Горький формулирует здесь «теорию трех инстинктов», которую рассказывал в его романе один из сумбурных героев: «Жили мы […] инстинктом голода, откуда истекло все, называемое цивилизацией, [и] инстинктом любви, создавшим все, что мы зовем культурой, и вот находимся накануне возникновения третьего инстинкта». Этот инстинкт — влечение к познанию особого рода: познанию смысла жизни, ее последних ценностей. Это «познание» имеет природу пост-революционную и даже, вероятно, пост-историческую: третий инстинкт «неизбежно должен возникнуть на почве всех наших трагических разочарований». Итак, цивилизацию создал голод, культуру создала любовь, что создаст это горькое «познание»? Автор надеется на фантазию своего нынешнего корреспондента и понимание будущего читателя: «Вообразите, что будет, если десятки и сотни людей воспылают страстью догадаться не о том, как удобнее жить, а о том, зачем жить. Вот что я думаю. Это одна из тем моего романа, над коим сижу»[1817].
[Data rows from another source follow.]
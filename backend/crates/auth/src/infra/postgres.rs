//! PostgreSQL Repository Implementations

use chrono::{DateTime, Utc};
use sqlx::{PgExecutor, PgPool};
use uuid::Uuid;

use crate::domain::entity::{
    auth::Auth, auth_session::AuthSession, user::User, user_profile::UserProfile,
};
use crate::domain::repository::{
    AuthRepository, AuthSessionRepository, AuthUnitOfWork, UserProfileRepository,
    UserRepository,
};
use crate::domain::value_object::{
    email::Email, user_id::UserId, user_name::UserName, user_password::UserPassword,
    user_status::UserStatus, website::Website,
};
use crate::error::{AuthError, AuthResult};

/// PostgreSQL-backed auth repository
#[derive(Clone)]
pub struct PgAuthRepository {
    pool: PgPool,
}

impl PgAuthRepository {
    pub fn new(pool: PgPool) -> Self {
        Self { pool }
    }
}

/// The unique index on `user_name_canonical` backs up the existence check
/// done before insert, which two concurrent registrations can both pass.
fn user_insert_error(err: sqlx::Error) -> AuthError {
    match &err {
        sqlx::Error::Database(db) if db.is_unique_violation() => AuthError::UserNameTaken,
        _ => AuthError::Database(err),
    }
}

// ============================================================================
// Inserts shared by the repositories and the account unit of work
// ============================================================================

async fn insert_user<'e, E: PgExecutor<'e>>(executor: E, user: &User) -> AuthResult<()> {
    sqlx::query(
        r#"
        INSERT INTO users (
            user_id,
            user_name,
            user_name_canonical,
            email,
            user_status,
            last_login_at,
            created_at,
            updated_at
        ) VALUES ($1, $2, $3, $4, $5, $6, $7, $8)
        "#,
    )
    .bind(user.user_id.as_uuid())
    .bind(user.user_name.original())
    .bind(user.user_name.canonical())
    .bind(user.email.as_ref().map(|e| e.as_str()))
    .bind(user.user_status.id())
    .bind(user.last_login_at)
    .bind(user.created_at)
    .bind(user.updated_at)
    .execute(executor)
    .await
    .map_err(user_insert_error)?;

    Ok(())
}

async fn insert_auth<'e, E: PgExecutor<'e>>(executor: E, auth: &Auth) -> AuthResult<()> {
    sqlx::query(
        r#"
        INSERT INTO auth_credentials (
            user_id,
            password_hash,
            created_at,
            updated_at
        ) VALUES ($1, $2, $3, $4)
        "#,
    )
    .bind(auth.user_id.as_uuid())
    .bind(auth.password_hash.as_phc_string())
    .bind(auth.created_at)
    .bind(auth.updated_at)
    .execute(executor)
    .await?;

    Ok(())
}

async fn insert_profile<'e, E: PgExecutor<'e>>(
    executor: E,
    profile: &UserProfile,
) -> AuthResult<()> {
    sqlx::query(
        r#"
        INSERT INTO user_profiles (
            user_id,
            website,
            picture,
            created_at
        ) VALUES ($1, $2, $3, $4)
        "#,
    )
    .bind(profile.user_id.as_uuid())
    .bind(profile.website.as_ref().map(|w| w.as_str()))
    .bind(&profile.picture)
    .bind(profile.created_at)
    .execute(executor)
    .await?;

    Ok(())
}

// ============================================================================
// User Repository Implementation
// ============================================================================

impl UserRepository for PgAuthRepository {
    async fn create(&self, user: &User) -> AuthResult<()> {
        insert_user(&self.pool, user).await
    }

    async fn find_by_id(&self, user_id: &UserId) -> AuthResult<Option<User>> {
        let row = sqlx::query_as::<_, UserRow>(
            r#"
            SELECT
                user_id,
                user_name,
                email,
                user_status,
                last_login_at,
                created_at,
                updated_at
            FROM users
            WHERE user_id = $1
            "#,
        )
        .bind(user_id.as_uuid())
        .fetch_optional(&self.pool)
        .await?;

        Ok(row.map(UserRow::into_user))
    }

    async fn find_by_user_name(&self, user_name: &UserName) -> AuthResult<Option<User>> {
        let row = sqlx::query_as::<_, UserRow>(
            r#"
            SELECT
                user_id,
                user_name,
                email,
                user_status,
                last_login_at,
                created_at,
                updated_at
            FROM users
            WHERE user_name_canonical = $1
            "#,
        )
        .bind(user_name.canonical())
        .fetch_optional(&self.pool)
        .await?;

        Ok(row.map(UserRow::into_user))
    }

    async fn exists_by_user_name(&self, user_name: &UserName) -> AuthResult<bool> {
        let exists = sqlx::query_scalar::<_, bool>(
            "SELECT EXISTS(SELECT 1 FROM users WHERE user_name_canonical = $1)",
        )
        .bind(user_name.canonical())
        .fetch_one(&self.pool)
        .await?;

        Ok(exists)
    }

    async fn update(&self, user: &User) -> AuthResult<()> {
        sqlx::query(
            r#"
            UPDATE users SET
                email = $2,
                user_status = $3,
                last_login_at = $4,
                updated_at = $5
            WHERE user_id = $1
            "#,
        )
        .bind(user.user_id.as_uuid())
        .bind(user.email.as_ref().map(|e| e.as_str()))
        .bind(user.user_status.id())
        .bind(user.last_login_at)
        .bind(user.updated_at)
        .execute(&self.pool)
        .await?;

        Ok(())
    }
}

// ============================================================================
// Auth Repository Implementation
// ============================================================================

impl AuthRepository for PgAuthRepository {
    async fn create(&self, auth: &Auth) -> AuthResult<()> {
        insert_auth(&self.pool, auth).await
    }

    async fn find_by_user_id(&self, user_id: &UserId) -> AuthResult<Option<Auth>> {
        let row = sqlx::query_as::<_, AuthRow>(
            r#"
            SELECT
                user_id,
                password_hash,
                created_at,
                updated_at
            FROM auth_credentials
            WHERE user_id = $1
            "#,
        )
        .bind(user_id.as_uuid())
        .fetch_optional(&self.pool)
        .await?;

        row.map(AuthRow::into_auth).transpose()
    }
}

// ============================================================================
// User Profile Repository Implementation
// ============================================================================

impl UserProfileRepository for PgAuthRepository {
    async fn create(&self, profile: &UserProfile) -> AuthResult<()> {
        insert_profile(&self.pool, profile).await
    }

    async fn find_by_user_id(&self, user_id: &UserId) -> AuthResult<Option<UserProfile>> {
        let row = sqlx::query_as::<_, UserProfileRow>(
            r#"
            SELECT
                user_id,
                website,
                picture,
                created_at
            FROM user_profiles
            WHERE user_id = $1
            "#,
        )
        .bind(user_id.as_uuid())
        .fetch_optional(&self.pool)
        .await?;

        Ok(row.map(UserProfileRow::into_profile))
    }
}

// ============================================================================
// Account Unit of Work
// ============================================================================

impl AuthUnitOfWork for PgAuthRepository {
    async fn create_account(
        &self,
        user: &User,
        auth: &Auth,
        profile: &UserProfile,
    ) -> AuthResult<()> {
        let mut tx = self.pool.begin().await?;

        insert_user(&mut *tx, user).await?;
        insert_auth(&mut *tx, auth).await?;
        insert_profile(&mut *tx, profile).await?;

        tx.commit().await?;
        Ok(())
    }
}

// ============================================================================
// Auth Session Repository Implementation
// ============================================================================

impl AuthSessionRepository for PgAuthRepository {
    async fn create(&self, session: &AuthSession) -> AuthResult<()> {
        sqlx::query(
            r#"
            INSERT INTO auth_sessions (
                session_id,
                user_id,
                expires_at_ms,
                created_at,
                last_activity_at
            ) VALUES ($1, $2, $3, $4, $5)
            "#,
        )
        .bind(session.session_id)
        .bind(session.user_id.as_uuid())
        .bind(session.expires_at_ms)
        .bind(session.created_at)
        .bind(session.last_activity_at)
        .execute(&self.pool)
        .await?;

        Ok(())
    }

    /// Expired rows are still returned so the caller can delete them.
    async fn find_by_id(&self, session_id: Uuid) -> AuthResult<Option<AuthSession>> {
        let row = sqlx::query_as::<_, AuthSessionRow>(
            r#"
            SELECT
                session_id,
                user_id,
                expires_at_ms,
                created_at,
                last_activity_at
            FROM auth_sessions
            WHERE session_id = $1
            "#,
        )
        .bind(session_id)
        .fetch_optional(&self.pool)
        .await?;

        Ok(row.map(AuthSessionRow::into_session))
    }

    async fn update(&self, session: &AuthSession) -> AuthResult<()> {
        sqlx::query(
            r#"
            UPDATE auth_sessions SET
                expires_at_ms = $2,
                last_activity_at = $3
            WHERE session_id = $1
            "#,
        )
        .bind(session.session_id)
        .bind(session.expires_at_ms)
        .bind(session.last_activity_at)
        .execute(&self.pool)
        .await?;

        Ok(())
    }

    async fn delete(&self, session_id: Uuid) -> AuthResult<()> {
        sqlx::query("DELETE FROM auth_sessions WHERE session_id = $1")
            .bind(session_id)
            .execute(&self.pool)
            .await?;

        Ok(())
    }

    async fn cleanup_expired(&self) -> AuthResult<u64> {
        let now_ms = Utc::now().timestamp_millis();

        let deleted = sqlx::query("DELETE FROM auth_sessions WHERE expires_at_ms < $1")
            .bind(now_ms)
            .execute(&self.pool)
            .await?
            .rows_affected();

        tracing::info!(sessions_deleted = deleted, "Cleaned up expired auth sessions");

        Ok(deleted)
    }
}

// ============================================================================
// Row Types for sqlx mapping
// ============================================================================

#[derive(sqlx::FromRow)]
struct UserRow {
    user_id: Uuid,
    user_name: String,
    email: Option<String>,
    user_status: i16,
    last_login_at: Option<DateTime<Utc>>,
    created_at: DateTime<Utc>,
    updated_at: DateTime<Utc>,
}

impl UserRow {
    fn into_user(self) -> User {
        // Unknown status codes fail closed
        let user_status = UserStatus::from_id(self.user_status).unwrap_or(UserStatus::Disabled);

        User {
            user_id: UserId::from_uuid(self.user_id),
            user_name: UserName::from_db(&self.user_name),
            email: self.email.map(Email::from_db),
            user_status,
            last_login_at: self.last_login_at,
            created_at: self.created_at,
            updated_at: self.updated_at,
        }
    }
}

#[derive(sqlx::FromRow)]
struct AuthRow {
    user_id: Uuid,
    password_hash: String,
    created_at: DateTime<Utc>,
    updated_at: DateTime<Utc>,
}

impl AuthRow {
    fn into_auth(self) -> AuthResult<Auth> {
        let password_hash = UserPassword::from_db(self.password_hash)
            .map_err(|e| AuthError::Internal(format!("Invalid password hash: {e}")))?;

        Ok(Auth {
            user_id: UserId::from_uuid(self.user_id),
            password_hash,
            created_at: self.created_at,
            updated_at: self.updated_at,
        })
    }
}

#[derive(sqlx::FromRow)]
struct UserProfileRow {
    user_id: Uuid,
    website: Option<String>,
    picture: Option<String>,
    created_at: DateTime<Utc>,
}

impl UserProfileRow {
    fn into_profile(self) -> UserProfile {
        UserProfile {
            user_id: UserId::from_uuid(self.user_id),
            website: self.website.map(Website::from_db),
            picture: self.picture,
            created_at: self.created_at,
        }
    }
}

#[derive(sqlx::FromRow)]
struct AuthSessionRow {
    session_id: Uuid,
    user_id: Uuid,
    expires_at_ms: i64,
    created_at: DateTime<Utc>,
    last_activity_at: DateTime<Utc>,
}

impl AuthSessionRow {
    fn into_session(self) -> AuthSession {
        AuthSession {
            session_id: self.session_id,
            user_id: UserId::from_uuid(self.user_id),
            expires_at_ms: self.expires_at_ms,
            created_at: self.created_at,
            last_activity_at: self.last_activity_at,
        }
    }
}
Осторожные формулы этого письма по мере работы над романом и приближающегося переезда в Москву трансформировались в саморазрушающийся текст, который движется нескончаемым уходом от собственной идеи, звучит деланным смехом над собственным автопортретом. И все же попробуем, вслед за Горьким и его корреспондентом 1926 года, вообразить, что будет, если сотни людей воспылают страстью догадаться о том, зачем жить. На ясно поставленный вопрос следует единственно возможный ответ: это будет религия. Это может быть новая секта или возвращение к одной из старых вер, но для Горького эти переживания и ожидания, очевидно, являются только что сделанным открытием, новым выводом из недавних разочарований.
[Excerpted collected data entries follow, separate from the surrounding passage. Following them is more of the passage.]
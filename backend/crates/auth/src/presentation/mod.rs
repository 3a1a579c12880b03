//! Presentation Layer
//!
//! Session middleware and the request's viewer.

pub mod middleware;
pub mod viewer;

pub use middleware::{AuthMiddlewareState, load_session, require_login};
pub use viewer::Viewer;
//! Error Kind - Classification of errors
//!
//! Defines the [`ErrorKind`] enum that maps to HTTP status codes.

use serde::Serialize;

/// Error classification, one variant per HTTP status the site can emit.
///
/// ```rust
/// use kernel::error::kind::ErrorKind;
///
/// let kind = ErrorKind::NotFound;
/// assert_eq!(kind.status_code(), 404);
/// assert_eq!(kind.as_str(), "Not Found");
/// ```
#[derive(Debug, Clone, Copy, PartialEq, Eq, Serialize)]
#[serde(rename_all = "SCREAMING_SNAKE_CASE")]
#[non_exhaustive]
pub enum ErrorKind {
    /// 400 - malformed request
    BadRequest,
    /// 401 - authentication required
    Unauthorized,
    /// 403 - authenticated but not allowed
    Forbidden,
    /// 404 - no such resource
    NotFound,
    /// 409 - conflicts with stored state (duplicate name, slug, user name)
    Conflict,
    /// 413 - upload larger than the configured body limit
    PayloadTooLarge,
    /// 422 - well-formed but semantically invalid
    UnprocessableEntity,
    /// 500
    InternalServerError,
    /// 503 - database unreachable or exhausted
    ServiceUnavailable,
}

impl ErrorKind {
    #[inline]
    pub const fn status_code(&self) -> u16 {
        match self {
            ErrorKind::BadRequest => 400,
            ErrorKind::Unauthorized => 401,
            ErrorKind::Forbidden => 403,
            ErrorKind::NotFound => 404,
            ErrorKind::Conflict => 409,
            ErrorKind::PayloadTooLarge => 413,
            ErrorKind::UnprocessableEntity => 422,
            ErrorKind::InternalServerError => 500,
            ErrorKind::ServiceUnavailable => 503,
        }
    }

    /// Standard reason phrase
    #[inline]
    pub const fn as_str(&self) -> &'static str {
        match self {
            ErrorKind::BadRequest => "Bad Request",
            ErrorKind::Unauthorized => "Unauthorized",
            ErrorKind::Forbidden => "Forbidden",
            ErrorKind::NotFound => "Not Found",
            ErrorKind::Conflict => "Conflict",
            ErrorKind::PayloadTooLarge => "Payload Too Large",
            ErrorKind::UnprocessableEntity => "Unprocessable Entity",
            ErrorKind::InternalServerError => "Internal Server Error",
            ErrorKind::ServiceUnavailable => "Service Unavailable",
        }
    }

    /// 5xx errors are logged at error level by the crates that raise them.
    #[inline]
    pub const fn is_server_error(&self) -> bool {
        self.status_code() >= 500
    }

    #[inline]
    pub const fn is_client_error(&self) -> bool {
        let code = self.status_code();
        code >= 400 && code < 500
    }
}

impl std::fmt::Display for ErrorKind {
    fn fmt(&self, f: &mut std::fmt::Formatter<'_>) -> std::fmt::Result {
        f.write_str(self.as_str())
    }
}

#[cfg(test)]
mod tests {
    use super::*;

    #[test]
    fn test_status_codes() {
        assert_eq!(ErrorKind::BadRequest.status_code(), 400);
        assert_eq!(ErrorKind::NotFound.status_code(), 404);
        assert_eq!(ErrorKind::Conflict.status_code(), 409);
        assert_eq!(ErrorKind::PayloadTooLarge.status_code(), 413);
        assert_eq!(ErrorKind::InternalServerError.status_code(), 500);
        assert_eq!(ErrorKind::ServiceUnavailable.status_code(), 503);
    }

    #[test]
    fn test_error_classes() {
        assert!(ErrorKind::Conflict.is_client_error());
        assert!(!ErrorKind::Conflict.is_server_error());
        assert!(ErrorKind::ServiceUnavailable.is_server_error());
        assert!(!ErrorKind::ServiceUnavailable.is_client_error());
    }

    #[test]
    fn test_display_uses_reason_phrase() {
        assert_eq!(ErrorKind::PayloadTooLarge.to_string(), "Payload Too Large");
    }
}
Как и у других предтеч и основателей новых культов, мистический дискурс тут же переплетается с эротическим. Мир новой веры — это мир новых отношений между полами. Зотова считает, что «религия — бабье дело», все веры были созданы женщинами и потому все богородицы — женщины. Но потом «почти все религии признали женщину источником греха»: почти все, кроме хлыстовства и его гностических предшественников. Нужно восстановить женщину в тех ее правах, которыми располагает в своей хлыстовской общине Марина — в правах жреца, пророка и властителя (23/242). Как и в других случаях, Горький именно ей отдает свои любимые идеи. В 1926 году Горький рассказывал о плане романа так:
Я тут говорю о сумерках мужчины, о тупике, в который он уже давно попал. Это, поймите, не только социальный, но и духовный тупик. И ясно, что сказать «о конце […] человека» ничего веселого я не могу. А о женщине — не умею так, как следовало бы. Вижу и чувствую, что она — растет, слышу, что она уже начинает говорить о себе неслыханным тоном и новыми словами. Мужчина тоже, как будто, начинает говорить о ней по-новому, […] иной раз — с задумчивостью, под которой чувствуется страшок. […] Может быть, и мне удастся сказать что-то по этому поводу в романе, который я пишу[1818].